Given information:
/// Caller-facing surface over one runner and one session.
pub struct Agent {
    runner: CommandRunner,
    state: SessionState,
}

impl Agent {
    pub fn new(backend: Box<dyn AutomationBackend>, config: Config) -> Self {
        let resolver = Box::new(ConfigProviderResolver::new(config.clone()));
        Self {
            runner: CommandRunner::new(backend, resolver, config),
            state: SessionState::new(),
        }
    }

    pub fn with_resolver(
        backend: Box<dyn AutomationBackend>,
        resolver: Box<dyn ProviderResolver>,
        config: Config,
    ) -> Self {
        Self {
            runner: CommandRunner::new(backend, resolver, config),
            state: SessionState::new(),
        }
    }

    pub async fn submit(&self, command: Command) -> Result<ExecutionResult> {
        self.runner.execute(&command, &self.state).await
    }

    pub async fn history(&self, n: usize) -> Vec<ExecutionResult> {
        recorder::recent(&self.state, n).await
    }

    pub async fn store_credentials(
        &self,
        service: &str,
        username: &str,
        password: &str,
    ) -> Result<()> {
        store_credentials(&self.state, service, username, password).await
    }

    pub fn state(&self) -> &SessionState {
        &self.state
    }

    pub fn config(&self) -> &Config {
        self.runner.config()
    }
}

#[cfg(test)]
mod tests {
    use super::*;
    use async_trait::async_trait;
    use std::sync::atomic::{AtomicUsize, Ordering};
    use std::time::Instant;
    use webpilot_backend::PageState;

    struct StubReasoner;

    #[async_trait]
    impl Provider for StubReasoner {
        async fn generate(&self, _prompt: &str) -> Result<String> {
            Ok(String::new())
        }

        fn model(&self) -> &str {
            "stub-model"
        }
    }

    struct StubResolver;

    impl ProviderResolver for StubResolver {
        fn resolve(&self, _provider: Option<&str>) -> Result<Arc<dyn Provider>> {
            Ok(Arc::new(StubReasoner))
        }
    }

    struct FailingResolver;

    impl ProviderResolver for FailingResolver {
        fn resolve(&self, provider: Option<&str>) -> Result<Arc<dyn Provider>> {
            Err(Error::Provider(format!(
                "no such provider: {}",
                provider.unwrap_or("default")
            )))
        }
    }

    #[derive(Clone)]
    enum Behavior {
        Succeed(String),
        Fail(String),
        Sleep(Duration),
    }

    struct StubBackend {
        behavior: Behavior,
        state: PageState,
        invocations: std::sync::Mutex<Vec<(Instant, Instant)>>,
        resets: AtomicUsize,
    }

    impl StubBackend {
        fn new(behavior: Behavior) -> Self {
            Self {
                behavior,
                state: PageState {
                    url: "https://example.com/dashboard".to_string(),
                    screenshot_ref: Some("/tmp/shot-1.png".to_string()),
                },
                invocations: std::sync::Mutex::new(Vec::new()),
                resets: AtomicUsize::new(0),
            }
        }

        fn invocation_count(&self) -> usize {
            self.invocations.lock().unwrap().len()
        }

        fn intervals(&self) -> Vec<(Instant, Instant)> {
            self.invocations.lock().unwrap().clone()
        }
    }

    #[async_trait]
    impl AutomationBackend for StubBackend {
        async fn run(
            &self,
            _instruction: &str,
            _reasoner: Arc<dyn Provider>,
            _timeout: Duration,
        ) -> Result<String> {
            let start = Instant::now();
            let outcome = match &self.behavior {
                Behavior::Succeed(output) => Ok(output.clone()),
                Behavior::Fail(message) => Err(Error::Backend(message.clone())),
                Behavior::Sleep(duration) => {
                    tokio::time::sleep(*duration).await;
                    Ok("late".to_string())
                }
            };
            self.invocations.lock().unwrap().push((start, Instant::now()));
            outcome
        }

        async fn capture_state(&self) -> Result<PageState> {
            Ok(self.state.clone())
        }

        async fn reset(&self) -> Result<()> {
            self.resets.fetch_add(1, Ordering::SeqCst);
            Ok(())
        }
    }

    fn runner_with(behavior: Behavior) -> (Arc<StubBackend>, CommandRunner) {
        let backend = Arc::new(StubBackend::new(behavior));
        let boxed: Box<dyn AutomationBackend> = Box::new(SharedBackend(backend.clone()));
        let runner = CommandRunner::new(boxed, Box::new(StubResolver), Config::default());
        (backend, runner)
    }

    /// Lets the test keep a handle to the stub after it is boxed.
    struct SharedBackend(Arc<StubBackend>);

    #[async_trait]
    impl AutomationBackend for SharedBackend {
        async fn run(
            &self,
            instruction: &str,
            reasoner: Arc<dyn Provider>,
            timeout: Duration,
        ) -> Result<String> {
            self.0.run(instruction, reasoner, timeout).await
        }

        async fn capture_state(&self) -> Result<PageState> {
            self.0.capture_state().await
        }

        async fn reset(&self) -> Result<()> {
            self.0.reset().await
        }
    }

    #[tokio::test]
    async fn test_empty_command_rejected_before_backend() {
        let (backend, runner) = runner_with(Behavior::Succeed("ok".to_string()));
        let state = SessionState::new();
        let err = runner
            .execute(&Command::new("   "), &state)
            .await
            .unwrap_err();
        assert!(matches!(err, Error::InvalidCommand(_)));
        assert_eq!(backend.invocation_count(), 0);
        assert_eq!(state.history_len().await, 0);
    }

    #[tokio::test]
    async fn test_success_captures_url_and_target() {
        let (backend, runner) = runner_with(Behavior::Succeed("Logged in successfully".to_string()));
        let state = SessionState::new();
        let command = Command::new("log into example.com")
            .with_context("username", "u")
            .with_context("password", "p");
        let result = runner.execute(&command, &state).await.unwrap();

        assert_eq!(result.status, ExecutionStatus::Succeeded);
        assert_eq!(result.output, "Logged in successfully");
        assert_eq!(result.current_url, "https://example.com/dashboard");
        assert_eq!(result.screenshot_ref.as_deref(), Some("/tmp/shot-1.png"));
        assert!(result.credentials_used);
        assert_eq!(backend.invocation_count(), 1);
        assert_eq!(state.history_len().await, 1);
        assert_eq!(state.visited_targets().await, vec!["example.com".to_string()]);
        assert_eq!(state.current_url().await, "https://example.com/dashboard");
    }

    #[tokio::test]
    async fn test_login_wall_without_credentials() {
        let (backend, runner) = runner_with(Behavior::Fail("Please log in".to_string()));
        let state = SessionState::new();
        let result = runner
            .execute(&Command::new("log into example.com"), &state)
            .await
            .unwrap();

        assert_eq!(result.status, ExecutionStatus::NeedsCredentials);
        assert!(result.error.is_none());
        assert!(result.output.contains("Login required"));
        assert!(result.output.contains("resubmit"));
        assert_eq!(backend.invocation_count(), 1);
        assert_eq!(state.history_len().await, 1);
        assert!(state.credential_services().await.is_empty());
    }

    #[tokio::test]
    async fn test_login_phrase_with_credentials_is_plain_failure() {
        let (_backend, runner) = runner_with(Behavior::Fail("Login failed: wrong password".to_string()));
        let state = SessionState::new();
        let command = Command::new("log into example.com")
            .with_context("username", "u")
            .with_context("password", "hunter2");
        let result = runner.execute(&command, &state).await.unwrap();

        assert_eq!(result.status, ExecutionStatus::Failed);
        assert!(result.error.is_some());
    }

    #[tokio::test]
    async fn test_failure_error_is_redacted() {
        let (_backend, runner) = runner_with(Behavior::Fail(
            "Could not type 'hunter2' into #password-field".to_string(),
        ));
        let state = SessionState::new();
        let command = Command::new("fill the form")
            .with_context("username", "dev@example.com")
            .with_context("password", "hunter2");
        let result = runner.execute(&command, &state).await.unwrap();

        assert_eq!(result.status, ExecutionStatus::Failed);
        let error = result.error.unwrap();
        assert!(!error.contains("hunter2"));
        assert!(error.contains("[redacted]"));
    }

    #[tokio::test]
    async fn test_timeout_is_bounded_and_resets_backend() {
        let (backend, mut runner) = runner_with(Behavior::Sleep(Duration::from_secs(5)));
        runner.config.runner.timeout_secs = 1;
        let state = SessionState::new();

        let started = Instant::now();
        let result = runner
            .execute(&Command::new("scrape something slow"), &state)
            .await
            .unwrap();
        let elapsed = started.elapsed();

        assert_eq!(result.status, ExecutionStatus::TimedOut);
        assert!(result.error.is_some());
        assert!(elapsed < Duration::from_millis(2500), "blocked for {:?}", elapsed);
        assert_eq!(backend.resets.load(Ordering::SeqCst), 1);
        assert_eq!(state.history_len().await, 1);
    }

    #[tokio::test]
    async fn test_provider_resolution_failure_is_recorded() {
        let backend = Arc::new(StubBackend::new(Behavior::Succeed("ok".to_string())));
        let boxed: Box<dyn AutomationBackend> = Box::new(SharedBackend(backend.clone()));
        let runner = CommandRunner::new(boxed, Box::new(FailingResolver), Config::default());
        let state = SessionState::new();

        let result = runner
            .execute(&Command::new("do a thing").with_provider("acme-llm"), &state)
            .await
            .unwrap();

        assert_eq!(result.status, ExecutionStatus::Failed);
        assert!(result.error.unwrap().contains("acme-llm"));
        assert_eq!(backend.invocation_count(), 0);
        assert_eq!(state.history_len().await, 1);
    }

    #[tokio::test]
    async fn test_concurrent_executes_never_interleave() {
        let (backend, runner) = runner_with(Behavior::Sleep(Duration::from_millis(100)));
        let runner = Arc::new(runner);
        let state = SessionState::new();

        let first = Command::new("first");
        let second = Command::new("second");
        let a = runner.execute(&first, &state);
        let b = runner.execute(&second, &state);
        let (ra, rb) = futures::future::join(a, b).await;
        ra.unwrap();
        rb.unwrap();

        let intervals = backend.intervals();
        assert_eq!(intervals.len(), 2);
        let (s1, e1) = intervals[0];
        let (s2, e2) = intervals[1];
        let overlap = s1 < e2 && s2 < e1 && !(e1 <= s2 || e2 <= s1);
        assert!(!overlap, "backend invocations overlapped");
        assert_eq!(state.history_len().await, 2);
    }

    #[tokio::test]
    async fn test_agent_resubmission_after_storing_credentials() {
        // First run hits a login wall; after storing credentials and
        // resubmitting with context, the (now succeeding) backend completes.
        let login_wall = Agent::with_resolver(
            Box::new(StubBackend::new(Behavior::Fail("Please log in".to_string()))),
            Box::new(StubResolver),
            Config::default(),
        );
        let first = login_wall
            .submit(Command::new("log into example.com"))
            .await
            .unwrap();
        assert_eq!(first.status, ExecutionStatus::NeedsCredentials);

        login_wall.store_credentials("example", "u", "p").await.unwrap();
        let record = login_wall.state().credential("example").await.unwrap();

        let succeeding = Agent::with_resolver(
            Box::new(StubBackend::new(Behavior::Succeed(
                "Logged in successfully".to_string(),
            ))),
            Box::new(StubResolver),
            Config::default(),
        );
        let second = succeeding
            .submit(
                Command::new("log into example.com")
                    .with_context("username", &record.username)
                    .with_context("password", &record.password),
            )
            .await
            .unwrap();
        assert_eq!(second.status, ExecutionStatus::Succeeded);
        assert!(!second.current_url.is_empty());
    }

    #[test]
    fn test_build_instruction_contains_cap_and_context() {
        let context: BTreeMap<String, String> = [
            ("username".to_string(), "dev@example.com".to_string()),
            ("resume".to_string(), "ten years of Rust".to_string()),
        ]
        .into_iter()
        .collect();
        let instruction = build_instruction("apply to the job", &context, 10);
        assert!(instruction.starts_with("apply to the job"));
        assert!(instruction.contains("at most 10 browser actions"));
        assert!(instruction.contains("Stop as soon as the stated objective is reached"));
        assert!(instruction.contains("username: \"dev@example.com\""));
        assert!(instruction.contains("resume: \"ten years of Rust\""));
    }

    #[test]
    fn test_build_instruction_without_context() {
        let instruction = build_instruction("go to example.com", &BTreeMap::new(), 5);
        assert!(instruction.contains("at most 5 browser actions"));
        assert!(!instruction.contains("CONTEXT VALUES"));
    }

    #[test]
    fn test_redact_replaces_all_credential_values() {
        let context: BTreeMap<String, String> = [
            ("username".to_string(), "dev@example.com".to_string()),
            ("password".to_string(), "hunter2".to_string()),
        ]
        .into_iter()
        .collect();
        let redacted = redact("typed dev@example.com then hunter2 twice: hunter2", &context);
        assert!(!redacted.contains("hunter2"));
        assert!(!redacted.contains("dev@example.com"));
        assert_eq!(redacted.matches("[redacted]").count(), 3);
    }

    #[test]
    fn test_hostname_of() {
        assert_eq!(
            hostname_of("https://app.example.com/path?q=1"),
            Some("app.example.com".to_string())
        );
        assert_eq!(hostname_of(""), None);
        assert_eq!(hostname_of("not a url"), None);
    }
}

Task item: Show every line in the entries where the string "impl" occurs.

Solution:
impl Agent {
    impl Provider for StubReasoner {
    impl ProviderResolver for StubResolver {
    impl ProviderResolver for FailingResolver {
    impl StubBackend {
    impl AutomationBackend for StubBackend {
    impl AutomationBackend for SharedBackend {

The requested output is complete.